[Opening Source material section]

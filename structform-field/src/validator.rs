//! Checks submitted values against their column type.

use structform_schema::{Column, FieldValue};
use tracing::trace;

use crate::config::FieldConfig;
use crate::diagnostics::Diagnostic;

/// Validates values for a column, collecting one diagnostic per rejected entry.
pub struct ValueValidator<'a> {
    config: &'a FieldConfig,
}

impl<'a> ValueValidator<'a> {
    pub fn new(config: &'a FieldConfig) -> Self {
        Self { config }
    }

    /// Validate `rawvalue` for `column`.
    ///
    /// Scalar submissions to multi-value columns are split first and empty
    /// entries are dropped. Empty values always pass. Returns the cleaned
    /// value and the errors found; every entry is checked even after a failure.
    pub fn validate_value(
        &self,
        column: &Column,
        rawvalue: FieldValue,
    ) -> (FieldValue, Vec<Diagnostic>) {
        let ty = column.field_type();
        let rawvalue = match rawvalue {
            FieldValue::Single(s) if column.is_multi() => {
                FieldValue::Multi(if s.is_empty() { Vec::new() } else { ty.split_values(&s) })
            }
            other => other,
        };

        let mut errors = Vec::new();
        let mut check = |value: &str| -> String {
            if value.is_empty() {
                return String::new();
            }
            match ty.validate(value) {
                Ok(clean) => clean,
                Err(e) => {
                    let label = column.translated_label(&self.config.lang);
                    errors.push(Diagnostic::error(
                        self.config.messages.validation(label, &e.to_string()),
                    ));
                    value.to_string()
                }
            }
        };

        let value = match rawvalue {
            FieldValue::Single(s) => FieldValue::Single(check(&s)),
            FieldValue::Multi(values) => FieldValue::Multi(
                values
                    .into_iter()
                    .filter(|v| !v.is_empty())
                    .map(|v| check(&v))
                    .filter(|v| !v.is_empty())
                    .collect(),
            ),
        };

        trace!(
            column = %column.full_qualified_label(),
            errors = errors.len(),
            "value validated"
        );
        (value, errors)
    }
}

[Closing Source material section]

Only lines with the word "Single" are needed. Copy them from the preceding records.

Output of the exercise
            FieldValue::Single(s) if column.is_multi() => {
            FieldValue::Single(s) => FieldValue::Single(check(&s)),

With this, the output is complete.